There were those who sought to rid Paul from his existence on earth (not unlike he once sought to rid the world of Christians – Acts 22:1-5; 1 Timothy 1:12-15). They ran Paul out of town on various occasions (see Acts 14:50; 17:13-14). They nearly tore him apart in Jerusalem (Acts 22:22-23), plotted to kill him (Acts 23:12-15), and thought they had done so in Lystra (Acts 14:19). False accusations and governmental appeasement ultimately led to Paul’s imprisonment in Rome (Acts 28:17ff.) This is not to overlook his imprisonment in Philippi (Acts 16:16ff.) and Caesarea (Acts 23:29ff.). Legal action was taken against Paul in an effort to deprive him of his rights and protections as a Roman citizen (Acts 18:12-17). To this we could add a list of other adversities which Paul suffered (2 Corinthians 11:23-29). It should also be noted that Satan, too, hindered Paul from visiting the churches (1 Thessalonians 2:17-18).
Beyond these hindrances to social interaction, there was also what we might call Paul’s “self-imposed” separation. Paul did not usually (the exceptions would be Ephesus and Corinth) spend long in any one place because he desired to preach the gospel elsewhere, particularly where it had not yet been preached (Romans 15:18-21). He kept moving on, even when encouraged to stay (Acts 18:19-21).
Paul’s ministry was international, and because of his concern for the churches (some of which he had founded, and others which others founded) he would press on so that he could minister his gifts to many face-to-face (Colossians 2:1-3; 1 Thessalonians 2:17; 3:10). Part of Paul’s “separation” from believers was out of his concern that he might not become overly dominant, and that the gifts and ministries of others might be encouraged. Thus, Paul sent out team members like Timothy and Titus, to minister on his behalf.

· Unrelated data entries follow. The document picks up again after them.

//! Checkpoint store persistence
//!
//! Every `record` appends to the in-memory log and rewrites the whole file
//! atomically (temp file, fsync, rename, directory fsync) before returning.

use super::lock::StoreLock;
use super::record::ProcessingRecord;
use crate::key::{ResourceKey, ResourceType};
use chrono::{DateTime, Utc};
use serde::{Deserialize, Serialize};
use std::collections::BTreeMap;
use std::io::Write;
use std::path::{Path, PathBuf};
use std::sync::Arc;
use tokio::sync::Mutex;
use tracing::{debug, info, warn};

/// Current checkpoint file schema version
const SCHEMA_VERSION: &str = "1.0.0";

/// Maximum allowed checkpoint file size (64 MB) to prevent memory exhaustion
pub const MAX_STORE_FILE_SIZE: u64 = 64 * 1024 * 1024;

/// Checkpoint store shared by the listeners of one driver
pub type SharedStore = Arc<Mutex<CheckpointStore>>;

/// On-disk layout
#[derive(Debug, Clone, Serialize, Deserialize)]
struct StoreFile {
    schema_version: String,
    next_seq: u64,
    records: BTreeMap<String, Vec<ProcessingRecord>>,
}

impl Default for StoreFile {
    fn default() -> Self {
        Self {
            schema_version: SCHEMA_VERSION.to_string(),
            next_seq: 1,
            records: BTreeMap::new(),
        }
    }
}

impl StoreFile {
    /// Upgrade a bare `{type: [records]}` mapping written without an envelope
    ///
    /// Legacy records carry no sequence number; list order is their write order.
    fn from_legacy(mut records: BTreeMap<String, Vec<ProcessingRecord>>) -> Self {
        let mut next_seq = 1;
        for list in records.values_mut() {
            for record in list.iter_mut() {
                record.set_seq(next_seq);
                next_seq += 1;
            }
        }
        info!(
            resource_types = records.len(),
            new_version = SCHEMA_VERSION,
            "Migrated legacy checkpoint file"
        );
        Self {
            schema_version: SCHEMA_VERSION.to_string(),
            next_seq,
            records,
        }
    }
}

/// Per-type counts for status reporting
#[derive(Debug, Clone, PartialEq, Eq, Serialize)]
pub struct StoreSummary {
    /// Resource type name
    pub resource_type: String,
    /// Number of records
    pub total: usize,
    /// Records whose handler succeeded
    pub succeeded: usize,
    /// Records whose handler failed
    pub failed: usize,
    /// Current checkpoint
    pub last_processed: Option<ResourceKey>,
    /// Timestamp of the checkpoint record
    pub last_processed_at: Option<DateTime<Utc>>,
}

/// Durable, append-only log of processing outcomes
///
/// A writable store owns its file exclusively for as long as it is open. A
/// read-only store takes no lock and refuses every write.
#[derive(Debug)]
pub struct CheckpointStore {
    path: PathBuf,
    state: StoreFile,
    lock: Option<StoreLock>,
}

impl CheckpointStore {
    /// Open (or create) the checkpoint store at `path`
    ///
    /// Fails with [`CheckpointError::Locked`] if another process owns the file.
    pub fn open(path: impl Into<PathBuf>) -> Result<Self, CheckpointError> {
        let path = path.into();
        let lock = StoreLock::try_acquire(&path)?;
        let state = Self::load_or_default(&path)?;

        Ok(Self {
            path,
            state,
            lock: Some(lock),
        })
    }

    /// Open a snapshot of the store without taking the lock
    ///
    /// Works while another process owns the file; saves are atomic renames so the
    /// snapshot is always a complete file. Writes fail with
    /// [`CheckpointError::ReadOnly`].
    pub fn open_read_only(path: impl Into<PathBuf>) -> Result<Self, CheckpointError> {
        let path = path.into();
        let state = Self::load_or_default(&path)?;
        Ok(Self {
            path,
            state,
            lock: None,
        })
    }

    fn load_or_default(path: &Path) -> Result<StoreFile, CheckpointError> {
        if path.exists() {
            Self::load(path)
        } else {
            debug!(path = %path.display(), "No checkpoint file found, starting empty");
            Ok(StoreFile::default())
        }
    }

    /// Whether writes are refused
    pub fn is_read_only(&self) -> bool {
        self.lock.is_none()
    }

    fn ensure_writable(&self) -> Result<(), CheckpointError> {
        if self.is_read_only() {
            return Err(CheckpointError::ReadOnly(self.path.display().to_string()));
        }
        Ok(())
    }

    /// Open the store and wrap it for sharing between listeners
    pub fn open_shared(path: impl Into<PathBuf>) -> Result<SharedStore, CheckpointError> {
        Ok(Arc::new(Mutex::new(Self::open(path)?)))
    }

    /// Path of the checkpoint file
    pub fn path(&self) -> &Path {
        &self.path
    }

    /// Append a record stamped with the current time and persist the store
    ///
    /// The stamp never goes below the type's current checkpoint timestamp, so a
    /// wall clock stepping backwards cannot demote the new record.
    pub fn record(
        &mut self,
        resource_type: &ResourceType,
        resource_key: ResourceKey,
        success: bool,
    ) -> Result<(), CheckpointError> {
        let now = Utc::now();
        let at = match self.latest(resource_type) {
            Some(latest) if latest.processed_at() > now => {
                warn!(
                    resource_type = %resource_type,
                    clock = %now,
                    checkpoint_at = %latest.processed_at(),
                    "Clock is behind the checkpoint, reusing its timestamp"
                );
                latest.processed_at()
            }
            _ => now,
        };
        self.record_at(resource_type, resource_key, success, at)
    }

    /// Append a record with an explicit timestamp and persist the store
    ///
    /// The in-memory log is left unchanged if persisting fails.
    pub fn record_at(
        &mut self,
        resource_type: &ResourceType,
        resource_key: ResourceKey,
        success: bool,
        at: DateTime<Utc>,
    ) -> Result<(), CheckpointError> {
        self.ensure_writable()?;
        let seq = self.state.next_seq;
        self.state
            .records
            .entry(resource_type.as_str().to_string())
            .or_default()
            .push(ProcessingRecord::new(resource_key, at, success, seq));
        self.state.next_seq += 1;

        if let Err(e) = self.save() {
            if let Some(list) = self.state.records.get_mut(resource_type.as_str()) {
                list.pop();
            }
            self.state.next_seq -= 1;
            return Err(e);
        }

        crate::metrics::record_checkpoint_write(resource_type.as_str());
        debug!(
            resource_type = %resource_type,
            key = %resource_key,
            success,
            seq,
            "Recorded processing outcome"
        );
        Ok(())
    }

    /// Key of the most recent record for `resource_type`
    ///
    /// "Most recent" is the greatest `processed_at`, ties broken by write sequence.
    /// Key ordering plays no part.
    pub fn last_processed(&self, resource_type: &ResourceType) -> Option<ResourceKey> {
        self.latest(resource_type).map(ProcessingRecord::resource_key)
    }

    fn latest(&self, resource_type: &ResourceType) -> Option<&ProcessingRecord> {
        self.records(resource_type)
            .iter()
            .max_by_key(|record| record.recency())
    }

    /// Remove the records of one type, or of every type when `None`
    pub fn clear(&mut self, resource_type: Option<&ResourceType>) -> Result<(), CheckpointError> {
        self.ensure_writable()?;
        let previous = self.state.clone();
        match resource_type {
            Some(ty) => {
                self.state.records.remove(ty.as_str());
                info!(resource_type = %ty, "Cleared checkpoint records");
            }
            None => {
                self.state.records.clear();
                info!("Cleared all checkpoint records");
            }
        }

        if let Err(e) = self.save() {
            self.state = previous;
            return Err(e);
        }
        Ok(())
    }

    /// Records of one type in write order
    pub fn records(&self, resource_type: &ResourceType) -> &[ProcessingRecord] {
        self.state
            .records
            .get(resource_type.as_str())
            .map(Vec::as_slice)
            .unwrap_or(&[])
    }

    /// Names of all resource types with at least one record
    pub fn resource_types(&self) -> Vec<String> {
        self.state
            .records
            .iter()
            .filter(|(_, list)| !list.is_empty())
            .map(|(name, _)| name.clone())
            .collect()
    }

    /// Counts and checkpoint for one type
    pub fn summary(&self, resource_type: &ResourceType) -> StoreSummary {
        let records = self.records(resource_type);
        let succeeded = records.iter().filter(|r| r.success()).count();
        let latest = self.latest(resource_type);
        StoreSummary {
            resource_type: resource_type.to_string(),
            total: records.len(),
            succeeded,
            failed: records.len() - succeeded,
            last_processed: latest.map(ProcessingRecord::resource_key),
            last_processed_at: latest.map(ProcessingRecord::processed_at),
        }
    }

    /// Rewrite the checkpoint file atomically
    fn save(&self) -> Result<(), CheckpointError> {
        let json = serde_json::to_string_pretty(&self.state)
            .map_err(|e| CheckpointError::Serialization(e.to_string()))?;

        let parent_dir = match self.path.parent() {
            Some(parent) if !parent.as_os_str().is_empty() => parent,
            _ => Path::new("."),
        };

        let mut temp_file = tempfile::NamedTempFile::new_in(parent_dir)
            .map_err(|e| CheckpointError::Io(format!("Failed to create temp file: {e}")))?;
        temp_file
            .write_all(json.as_bytes())
            .map_err(|e| CheckpointError::Io(format!("Failed to write temp file: {e}")))?;
        temp_file
            .flush()
            .map_err(|e| CheckpointError::Io(format!("Failed to flush temp file: {e}")))?;
        temp_file
            .as_file()
            .sync_all()
            .map_err(|e| CheckpointError::Io(format!("Failed to sync temp file: {e}")))?;
        temp_file
            .persist(&self.path)
            .map_err(|e| CheckpointError::Io(format!("Failed to persist temp file: {e}")))?;

        sync_dir(parent_dir)?;

        debug!(
            path = %self.path.display(),
            next_seq = self.state.next_seq,
            "Checkpoint file saved"
        );
        Ok(())
    }

    fn load(path: &Path) -> Result<StoreFile, CheckpointError> {
        debug!(path = %path.display(), "Loading checkpoint file");

        let metadata = std::fs::metadata(path).map_err(|e| CheckpointError::Io(e.to_string()))?;
        if metadata.len() > MAX_STORE_FILE_SIZE {
            return Err(CheckpointError::StateTooLarge {
                size: metadata.len(),
                max: MAX_STORE_FILE_SIZE,
            });
        }

        let contents =
            std::fs::read_to_string(path).map_err(|e| CheckpointError::Io(e.to_string()))?;
        if contents.trim().is_empty() {
            return Ok(StoreFile::default());
        }

        let value: serde_json::Value = serde_json::from_str(&contents).map_err(|e| {
            warn!(error = %e, "Failed to parse checkpoint file");
            CheckpointError::Deserialization(e.to_string())
        })?;

        let state = match value.get("schema_version").and_then(|v| v.as_str()) {
            Some(SCHEMA_VERSION) => serde_json::from_value::<StoreFile>(value)
                .map_err(|e| CheckpointError::Deserialization(e.to_string()))?,
            Some(found) => {
                warn!(
                    found_version = found,
                    expected_version = SCHEMA_VERSION,
                    "Checkpoint file schema version mismatch"
                );
                return Err(CheckpointError::SchemaVersionMismatch {
                    expected: SCHEMA_VERSION.to_string(),
                    found: found.to_string(),
                });
            }
            None => {
                let legacy = serde_json::from_value(value)
                    .map_err(|e| CheckpointError::Deserialization(e.to_string()))?;
                StoreFile::from_legacy(legacy)
            }
        };

        info!(
            resource_types = state.records.len(),
            next_seq = state.next_seq,
            "Checkpoint file loaded"
        );
        Ok(state)
    }
}

/// Fsync a directory so a rename inside it survives a crash
fn sync_dir(dir: &Path) -> Result<(), CheckpointError> {
    std::fs::File::open(dir)
        .and_then(|handle| handle.sync_all())
        .map_err(|e| CheckpointError::Io(format!("Failed to sync checkpoint directory: {e}")))
}

/// Errors related to checkpoint persistence
///
/// All of these are fatal to the driver: continuing without a trustworthy
/// checkpoint risks processing resources twice.
#[derive(Debug, thiserror::Error)]
pub enum CheckpointError {
    /// Schema version mismatch
    #[error("schema version mismatch: expected {expected}, found {found}")]
    SchemaVersionMismatch {
        /// Expected schema version
        expected: String,
        /// Found schema version
        found: String,
    },

    /// Checkpoint file too large
    #[error("checkpoint file too large: {size} bytes (max: {max} bytes)")]
    StateTooLarge {
        /// Actual file size
        size: u64,
        /// Maximum allowed size
        max: u64,
    },

    /// IO error
    #[error("IO error: {0}")]
    Io(String),

    /// Serialization error
    #[error("serialization error: {0}")]
    Serialization(String),

    /// Deserialization error
    #[error("deserialization error: {0}")]
    Deserialization(String),

    /// The file is owned by another process
    #[error("checkpoint store locked: {0}")]
    Locked(String),

    /// Write attempted on a store opened read-only
    #[error("checkpoint store opened read-only: {0}")]
    ReadOnly(String),
}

With all this in mind, let us agree that Paul experienced his own version of “social distancing,” and this for much of his life – far more than you and I will endure during this pandemic. But the important thing for us to notice is that this did not hinder his ministry to others; indeed it enhanced it:
12 I want you to know, brothers and sisters, that my situation has actually turned out to advance the gospel: 13 The whole imperial guard and everyone else knows that I am in prison for the sake of Christ, 14 and most of the brothers and sisters, having confidence in the Lord because of my imprisonment, now more than ever dare to speak the word fearlessly (Philippians 1:12-14, NET).
With all the restrictions on Paul’s social interaction, no one has had a greater impact on the saints for the last 2,000 years than he. The explanation, put simply, is this: Paul’s priorities were those of his fellow apostles:
3 But carefully select from among you, brothers, seven men who are well-attested, full of the Spirit and of wisdom, whom we may put in charge of this necessary task. 4 But we will devote ourselves to prayer and to the ministry of the word” (Acts 6:3-4, emphasis mine).

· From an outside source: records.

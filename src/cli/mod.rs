//! CLI command implementations

pub mod error;
pub mod listen;
pub mod status;

pub use error::CliError;
pub use listen::ListenArgs;
pub use status::{ResetArgs, StatusArgs};

use crate::source::config::{DEFAULT_TIMEOUT_SECS, MAX_RETRIES};
use crate::source::ApiConfig;
use clap::{Parser, Subcommand};
use std::path::PathBuf;
use std::str::FromStr;
use std::time::Duration;

/// Default checkpoint file, relative to the working directory
pub const DEFAULT_CHECKPOINT_FILE: &str = "checkpoints.json";

/// Order desk listener CLI
#[derive(Parser, Debug)]
#[command(name = "order-desk")]
#[command(about = "Listen for new orders and quotes in an order desk API", long_about = None)]
pub struct Cli {
    /// Command to execute
    #[command(subcommand)]
    pub command: Commands,

    /// API base URL, e.g. https://orders.example.com/api
    #[arg(long, global = true, env = "ORDER_DESK_URL")]
    pub base_url: Option<String>,

    /// API username
    #[arg(long, global = true, env = "ORDER_DESK_USER")]
    pub username: Option<String>,

    /// API password
    #[arg(long, global = true, env = "ORDER_DESK_PASSWORD", hide_env_values = true)]
    pub password: Option<String>,

    /// Checkpoint file recording processed resources
    #[arg(long, global = true, default_value = DEFAULT_CHECKPOINT_FILE)]
    pub checkpoint_file: PathBuf,

    /// Maximum number of retries for failed requests (range: 0-20)
    #[arg(long, global = true, default_value_t = MAX_RETRIES, value_parser = clap::value_parser!(u32).range(0..=20))]
    pub max_retries: u32,

    /// Per-request timeout in seconds
    #[arg(long, global = true, default_value_t = DEFAULT_TIMEOUT_SECS)]
    pub timeout_secs: u64,

    /// Output format (json or human)
    #[arg(long, global = true, default_value = "human")]
    pub output_format: OutputFormat,
}

impl Cli {
    /// Build the API connection settings from the global flags
    pub fn api_config(&self) -> Result<ApiConfig, CliError> {
        let base_url = self.base_url.as_deref().ok_or_else(|| {
            CliError::ConfigurationError(
                "no API base URL; pass --base-url or set ORDER_DESK_URL".to_string(),
            )
        })?;

        let mut config = ApiConfig::new(base_url)
            .with_max_retries(self.max_retries)
            .with_timeout(Duration::from_secs(self.timeout_secs));

        match (&self.username, &self.password) {
            (Some(username), Some(password)) => {
                config = config.with_credentials(username, password);
            }
            (None, None) => {}
            _ => {
                return Err(CliError::ConfigurationError(
                    "--username and --password must be given together".to_string(),
                ))
            }
        }

        Ok(config)
    }
}

/// CLI commands
#[derive(Subcommand, Debug)]
pub enum Commands {
    /// Poll the API and handle every newly created resource once
    Listen(ListenArgs),

    /// Show the checkpoint and record counts per resource type
    Status(StatusArgs),

    /// Clear processing records so listening starts over
    Reset(ResetArgs),
}

/// Output format options
#[derive(Debug, Clone, Copy, PartialEq, Eq)]
pub enum OutputFormat {
    /// JSON output
    Json,
    /// Human-readable output
    Human,
}

impl FromStr for OutputFormat {
    type Err = String;

    fn from_str(s: &str) -> Result<Self, Self::Err> {
        match s.to_lowercase().as_str() {
            "json" => Ok(OutputFormat::Json),
            "human" => Ok(OutputFormat::Human),
            _ => Err(format!("Invalid output format: {s}")),
        }
    }
}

These priorities – prayer and the ministry of the Word – have not changed over time.
The means and mechanisms by which they are carried out will, and should, change. When confined to a prison cell, Paul’s priorities were prayer and the ministry of the Word. Evangelism took place wherever Paul was, including prison (Acts 16:23-40; Philippians 4:21-23; Philemon 1:10-11). And to these new believers and fledgling churches Paul was constantly writing (at least three letters to the Corinthians – see 1 Corinthians 5:9), expounding correct doctrine (Romans), exposing false doctrine (Galatians) and ungodly living (1 Corinthians). Paul’s prayer life puts most of ours to shame. Paul knew what was going on in the churches, he knew their struggles, trials, and temptations. He knew the saints and their small group gatherings, even in churches he had never yet visited (see Romans 16). He asked for prayers for himself (Romans 15:30-33; Ephesians 6:19-20). And beyond this, Paul sent others to learn how the saints were doing (2 Corinthians 7:4-16; 8:6-24).

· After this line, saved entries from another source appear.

//! Prometheus metrics for listeners and the API transport
//!
//! Recording goes through the `metrics` facade and costs nothing until
//! [`init_metrics`] installs the Prometheus exporter. The exporter is installed
//! at most once per process.

use metrics::{counter, describe_counter, describe_histogram, histogram, Unit};
use metrics_exporter_prometheus::PrometheusBuilder;
use once_cell::sync::OnceCell;
use std::net::SocketAddr;
use std::time::{Duration, Instant};
use tracing::{debug, info, warn};

/// Metric names
pub mod names {
    /// Resources handed to a handler, by `resource_type` and `outcome`
    pub const RESOURCES_PROCESSED: &str = "resources_processed_total";
    /// Listener drains ended by an error, by `resource_type` and `kind`
    pub const LISTENER_ERRORS: &str = "listener_errors_total";
    /// Wall time of one driver cycle
    pub const CYCLE_DURATION: &str = "poll_cycle_duration_seconds";
    /// Durable checkpoint writes, by `resource_type`
    pub const CHECKPOINT_WRITES: &str = "checkpoint_writes_total";
    /// API responses and network failures, by `endpoint` and `status`
    pub const HTTP_REQUESTS: &str = "http_requests_total";
    /// API request latency, by `endpoint`
    pub const HTTP_DURATION: &str = "http_request_duration_seconds";
    /// Retries scheduled after a failed attempt
    pub const HTTP_RETRIES: &str = "http_retries_total";
    /// Time slept before each retry
    pub const HTTP_BACKOFF: &str = "http_retry_backoff_seconds";
}

/// Address of the running exporter, set once
static EXPORTER_ADDR: OnceCell<SocketAddr> = OnceCell::new();

/// Metrics setup errors
#[derive(Debug, thiserror::Error)]
pub enum MetricsError {
    /// Exporter could not bind or a recorder is already installed
    #[error("failed to install Prometheus exporter on {addr}: {reason}")]
    Install {
        /// Requested scrape address
        addr: SocketAddr,
        /// Underlying failure
        reason: String,
    },
}

/// Install the Prometheus exporter serving `/metrics` on `addr`
///
/// Must be called from within a Tokio runtime. Later calls are no-ops and keep
/// the first address.
pub fn init_metrics(addr: SocketAddr) -> Result<(), MetricsError> {
    let bound = EXPORTER_ADDR.get_or_try_init(|| {
        PrometheusBuilder::new()
            .with_http_listener(addr)
            .install()
            .map_err(|e| MetricsError::Install {
                addr,
                reason: e.to_string(),
            })?;
        describe_all();
        info!(%addr, "Prometheus exporter listening");
        Ok(addr)
    })?;

    if *bound != addr {
        debug!(requested = %addr, active = %bound, "Metrics exporter already running");
    }
    Ok(())
}

/// Whether an exporter is installed
pub fn is_initialized() -> bool {
    EXPORTER_ADDR.get().is_some()
}

/// Address the exporter is serving on, if any
pub fn exporter_addr() -> Option<SocketAddr> {
    EXPORTER_ADDR.get().copied()
}

fn describe_all() {
    describe_counter!(
        names::RESOURCES_PROCESSED,
        Unit::Count,
        "Resources handed to a handler, labelled by outcome"
    );
    describe_counter!(
        names::LISTENER_ERRORS,
        Unit::Count,
        "Listener drains aborted by a transport or persistence error"
    );
    describe_histogram!(
        names::CYCLE_DURATION,
        Unit::Seconds,
        "Duration of one driver cycle over all listeners"
    );
    describe_counter!(
        names::CHECKPOINT_WRITES,
        Unit::Count,
        "Processing records durably written"
    );
    describe_counter!(
        names::HTTP_REQUESTS,
        Unit::Count,
        "API requests by endpoint and response status"
    );
    describe_histogram!(names::HTTP_DURATION, Unit::Seconds, "API request latency");
    describe_counter!(names::HTTP_RETRIES, Unit::Count, "API request retries");
    describe_histogram!(
        names::HTTP_BACKOFF,
        Unit::Seconds,
        "Delay before each API request retry"
    );
}

/// Times one API request attempt
///
/// Consumed by [`RequestTimer::finish`] or [`RequestTimer::network_error`] so an
/// attempt is counted exactly once.
#[derive(Debug)]
pub struct RequestTimer {
    endpoint: String,
    attempt: u32,
    started: Instant,
}

impl RequestTimer {
    /// Start timing attempt number `attempt` (1-based) against `endpoint`
    pub fn start(endpoint: impl Into<String>, attempt: u32) -> Self {
        Self {
            endpoint: endpoint.into(),
            attempt,
            started: Instant::now(),
        }
    }

    /// The attempt got a response
    pub fn finish(self, status: u16) {
        let elapsed = self.started.elapsed();
        counter!(names::HTTP_REQUESTS, "endpoint" => self.endpoint.clone(), "status" => status.to_string())
            .increment(1);
        histogram!(names::HTTP_DURATION, "endpoint" => self.endpoint.clone())
            .record(elapsed.as_secs_f64());
        debug!(
            endpoint = %self.endpoint,
            status,
            attempt = self.attempt,
            elapsed_ms = elapsed.as_millis(),
            "API response"
        );
    }

    /// The attempt failed before any response arrived
    pub fn network_error(self) {
        let elapsed = self.started.elapsed();
        counter!(names::HTTP_REQUESTS, "endpoint" => self.endpoint.clone(), "status" => "network_error")
            .increment(1);
        warn!(
            endpoint = %self.endpoint,
            attempt = self.attempt,
            elapsed_ms = elapsed.as_millis(),
            "API request failed without a response"
        );
    }
}

/// Count a retry and the delay slept before it
pub fn record_retry_backoff(delay: Duration, attempt: u32) {
    counter!(names::HTTP_RETRIES).increment(1);
    histogram!(names::HTTP_BACKOFF).record(delay.as_secs_f64());
    debug!(attempt, delay_ms = delay.as_millis(), "Backing off before retry");
}

/// Count one handled resource
pub fn record_resource_processed(resource_type: &str, success: bool) {
    let outcome = if success { "success" } else { "failure" };
    counter!(names::RESOURCES_PROCESSED, "resource_type" => resource_type.to_string(), "outcome" => outcome)
        .increment(1);
}

/// Count a listener drain ended by an error
pub fn record_listener_error(resource_type: &str, kind: &'static str) {
    counter!(names::LISTENER_ERRORS, "resource_type" => resource_type.to_string(), "kind" => kind)
        .increment(1);
}

/// Count one durable checkpoint write
pub fn record_checkpoint_write(resource_type: &str) {
    counter!(names::CHECKPOINT_WRITES, "resource_type" => resource_type.to_string()).increment(1);
}

/// Observe the duration of a driver cycle
pub fn record_cycle_duration(duration: Duration) {
    histogram!(names::CYCLE_DURATION).record(duration.as_secs_f64());
}
//! Graceful shutdown coordination
//!
//! The driver checks the [`ShutdownCoordinator`] between listeners and wakes from
//! its inter-cycle sleep when shutdown is requested, so a Ctrl+C never lands
//! between a handler returning and its outcome being recorded.

use std::sync::atomic::{AtomicBool, Ordering};
use std::sync::Arc;
use std::time::Duration;
use tokio::sync::Notify;
use tracing::warn;

/// Shared handle to a shutdown coordinator.
pub type SharedShutdown = Arc<ShutdownCoordinator>;

/// Shutdown flag plus wake-up for sleeping tasks
#[derive(Debug, Default)]
pub struct ShutdownCoordinator {
    requested: AtomicBool,
    notify: Notify,
}

impl ShutdownCoordinator {
    /// Create a new coordinator.
    pub fn new() -> Self {
        Self::default()
    }

    /// Create a new shared coordinator wrapped in [`Arc`].
    pub fn shared() -> SharedShutdown {
        Arc::new(Self::new())
    }

    /// Request shutdown. Wakes all waiters the first time only.
    pub fn request_shutdown(&self) {
        if !self.requested.swap(true, Ordering::SeqCst) {
            self.notify.notify_waiters();
        }
    }

    /// Whether shutdown has been requested.
    pub fn is_shutdown_requested(&self) -> bool {
        self.requested.load(Ordering::SeqCst)
    }

    /// Sleep for `duration` unless shutdown is requested first
    ///
    /// Returns `true` if the full duration elapsed.
    pub async fn sleep(&self, duration: Duration) -> bool {
        let notified = self.notify.notified();
        tokio::pin!(notified);
        // Register before checking the flag so a concurrent request is not missed
        notified.as_mut().enable();
        if self.is_shutdown_requested() {
            return false;
        }

        tokio::select! {
            _ = tokio::time::sleep(duration) => true,
            _ = notified => false,
        }
    }
}

/// Request shutdown on the first Ctrl+C
pub fn install_ctrl_c_handler(shutdown: SharedShutdown) {
    tokio::spawn(async move {
        if tokio::signal::ctrl_c().await.is_ok() {
            warn!("Ctrl+C received - stopping after the current listener");
            shutdown.request_shutdown();
        }
    });
}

Paul’s ministry was not limited by his “social distancing,” it was greatly enhanced by it, for we now hold his teaching, exhortation, warnings, and prayer in our hands, as has the church for 2,000 years. And this Paul accomplished by his commitment to “prayer and the ministry of the Word.” Yet he did not have Christian publishers and bookstores, newspapers, radio, television, the internet, or Facebook and Twitter. Mail took days, at best, and months at worst. Communication was not easy in Paul’s day.
With all the “social media” we have at our disposal, how much greater are our opportunities and responsibilities. Like Paul, let us make use of our “social distancing” to the glory of God and the good of His people. We are, in Paul’s words (somewhat ill-used) “without excuse.”